Any number of colleges and universities seem to be having PR travails these days, but this may be a case where the turmoil is healthy. The school year that is now ending has turned out to be something of a banner year for academic reform.
Consider the recent unrest at the College of William and Mary in Williamsburg, Virginia. When the school’s tour guides were informed in an email last winter that a century-old cross was to be expelled from the school’s chapel, alumni and students mounted a “Save the Wren Cross” campaign. Press releases, a Web site, and a petition that collected 18,000 signatures led to a restoration.
Nothing gets an administrator’s attention like the empty sound of thousands of alumni wallets snapping shut. Not to mention the ongoing erosion of publicity that renders a college risible in the eyes of the public.
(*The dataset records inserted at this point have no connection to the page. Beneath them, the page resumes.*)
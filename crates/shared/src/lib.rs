//! Types shared between the client engine and the command-line front end.

pub mod domain;
pub mod error;
pub mod protocol;
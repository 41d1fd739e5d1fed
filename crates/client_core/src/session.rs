//! Async driver around [`UploadLifecycle`].
//!
//! The session owns the lifecycle and at most one in-flight submission task.
//! Dropping the session aborts that task, so a torn-down dashboard never
//! receives late progress or results.

use std::sync::Arc;

use anyhow::Result;
use shared::{
    error::{Notice, OperationFailure},
    protocol::ResumeRecord,
};
use tokio::{
    sync::{broadcast, watch, Mutex},
    task::JoinHandle,
};
use tracing::{info, warn};

use crate::{
    upload::{
        AcceptPolicy, SelectedFile, UploadError, UploadLifecycle, UploadPhase, UploadProgress,
        UPLOAD_FAILED_MESSAGE,
    },
    UploadBackend,
};

#[derive(Debug, Clone)]
pub enum UploadEvent {
    PhaseChanged(UploadPhase),
    DragChanged(bool),
    Progress(UploadProgress),
    Notice(Notice),
}

pub struct UploadSession {
    backend: Arc<dyn UploadBackend>,
    lifecycle: Arc<Mutex<UploadLifecycle>>,
    events: broadcast::Sender<UploadEvent>,
    in_flight: Option<JoinHandle<()>>,
}

impl UploadSession {
    pub fn new(backend: Arc<dyn UploadBackend>, policy: AcceptPolicy) -> Self {
        let (events, _) = broadcast::channel(256);
        Self {
            backend,
            lifecycle: Arc::new(Mutex::new(UploadLifecycle::new(policy))),
            events,
            in_flight: None,
        }
    }

    pub fn subscribe(&self) -> broadcast::Receiver<UploadEvent> {
        self.events.subscribe()
    }

    fn emit(&self, event: UploadEvent) {
        let _ = self.events.send(event);
    }

    pub async fn phase(&self) -> UploadPhase {
        self.lifecycle.lock().await.phase().clone()
    }

    pub async fn history(&self) -> Vec<ResumeRecord> {
        self.lifecycle.lock().await.history().to_vec()
    }

    pub async fn selected_file(&self) -> Option<SelectedFile> {
        self.lifecycle.lock().await.selected_file().cloned()
    }

    pub async fn is_drag_active(&self) -> bool {
        self.lifecycle.lock().await.is_drag_active()
    }

    /// Replaces history with the backend's stored resumes.
    pub async fn load_history(&self) -> Result<usize> {
        let records = self.backend.list_resumes().await?;
        let count = records.len();
        self.lifecycle.lock().await.load_history(records);
        Ok(count)
    }

    pub async fn drag_enter(&self) {
        self.lifecycle.lock().await.drag_enter();
        self.emit(UploadEvent::DragChanged(true));
    }

    pub async fn drag_over(&self) {
        self.lifecycle.lock().await.drag_over();
        self.emit(UploadEvent::DragChanged(true));
    }

    pub async fn drag_leave(&self) {
        self.lifecycle.lock().await.drag_leave();
        self.emit(UploadEvent::DragChanged(false));
    }

    pub async fn select_file(&self, file: SelectedFile) -> Result<(), UploadError> {
        let mut guard = self.lifecycle.lock().await;
        let result = guard.select_file(file);
        self.settle(&guard, result)
    }

    pub async fn drop_files(
        &self,
        files: impl IntoIterator<Item = SelectedFile>,
    ) -> Result<bool, UploadError> {
        let mut guard = self.lifecycle.lock().await;
        let result = guard.drop_files(files);
        self.emit(UploadEvent::DragChanged(false));
        self.settle(&guard, result)
    }

    pub async fn cancel_selection(&self) -> Result<(), UploadError> {
        let mut guard = self.lifecycle.lock().await;
        let result = guard.cancel_selection();
        self.settle(&guard, result)
    }

    pub async fn retry(&self) -> Result<(), UploadError> {
        let mut guard = self.lifecycle.lock().await;
        let result = guard.retry();
        self.settle(&guard, result)
    }

    fn settle<T>(
        &self,
        lifecycle: &UploadLifecycle,
        result: Result<T, UploadError>,
    ) -> Result<T, UploadError> {
        match &result {
            Ok(_) => self.emit(UploadEvent::PhaseChanged(lifecycle.phase().clone())),
            Err(err) => self.emit(UploadEvent::Notice(err.notice())),
        }
        result
    }

    /// Starts the single submission this session allows at a time.
    pub async fn submit(&mut self) -> Result<(), UploadError> {
        let file = {
            let mut guard = self.lifecycle.lock().await;
            let result = guard.begin_submit();
            self.settle(&guard, result)?
        };

        let backend = Arc::clone(&self.backend);
        let lifecycle = Arc::clone(&self.lifecycle);
        let events = self.events.clone();
        self.in_flight = Some(tokio::spawn(async move {
            let (progress_tx, mut progress_rx) = watch::channel(UploadProgress::Indeterminate);
            let mut upload = backend.upload_resume(&file, progress_tx);
            let mut progress_open = true;
            let outcome = loop {
                tokio::select! {
                    outcome = &mut upload => break outcome,
                    changed = progress_rx.changed(), if progress_open => {
                        if changed.is_err() {
                            progress_open = false;
                            continue;
                        }
                        let update = *progress_rx.borrow_and_update();
                        if lifecycle.lock().await.report_progress(update).is_ok() {
                            let _ = events.send(UploadEvent::Progress(update));
                        }
                    }
                }
            };

            let mut guard = lifecycle.lock().await;
            let (resolution, notice) = match outcome {
                Ok(record) => {
                    info!(
                        resume_id = record.id.0,
                        filename = file.name(),
                        "resume upload succeeded"
                    );
                    (
                        guard.succeed(record),
                        Notice::success(
                            "Resume uploaded successfully!",
                            "Your resume is being processed and will be ready shortly.",
                        ),
                    )
                }
                Err(err) => {
                    warn!(filename = file.name(), error = %err, "resume upload failed");
                    (
                        guard.fail(UPLOAD_FAILED_MESSAGE),
                        Notice::from_failure(&OperationFailure::transport(UPLOAD_FAILED_MESSAGE)),
                    )
                }
            };
            if let Err(err) = resolution {
                warn!(error = %err, "upload resolved outside of submitting phase");
                return;
            }
            let _ = events.send(UploadEvent::PhaseChanged(guard.phase().clone()));
            let _ = events.send(UploadEvent::Notice(notice));
        }));
        Ok(())
    }

    /// Waits for the in-flight submission, if any, to resolve.
    pub async fn wait_until_resolved(&mut self) {
        if let Some(task) = self.in_flight.take() {
            if let Err(err) = task.await {
                warn!(error = %err, "upload task ended abnormally");
            }
        }
    }
}

impl Drop for UploadSession {
    fn drop(&mut self) {
        if let Some(task) = self.in_flight.take() {
            task.abort();
        }
    }
}

#[cfg(test)]
#[path = "tests/session_tests.rs"]
mod tests;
Who wants to send their child to a Saturday Night Live joke, full of po-mo capers involving the arbitrary closeting of the Wren Cross or a weekend devoted to the vocation of “sex workers”?
It seems that those who ought to stay in the closet are out, and vice versa. As it is now, William and Mary has stood tradition on its head and behaved obscenely in front of it.
The College is not the only institution of higher learning that is feeling the heat. Powerline has covered the situation at Dartmouth, but today the WSJ mentions it as well:
Stakeholders are suddenly feeling empowered.
That’s certainly true at Dartmouth College, in New Hampshire, where alumni have used a petition process for the board of trustees to elect four independent candidates in recent years. These “petition candidates” have run against disciplinary procedures that lack due process rights, speech codes, and an increased budget emphasis on administrative bureaucracy at the expense of academics.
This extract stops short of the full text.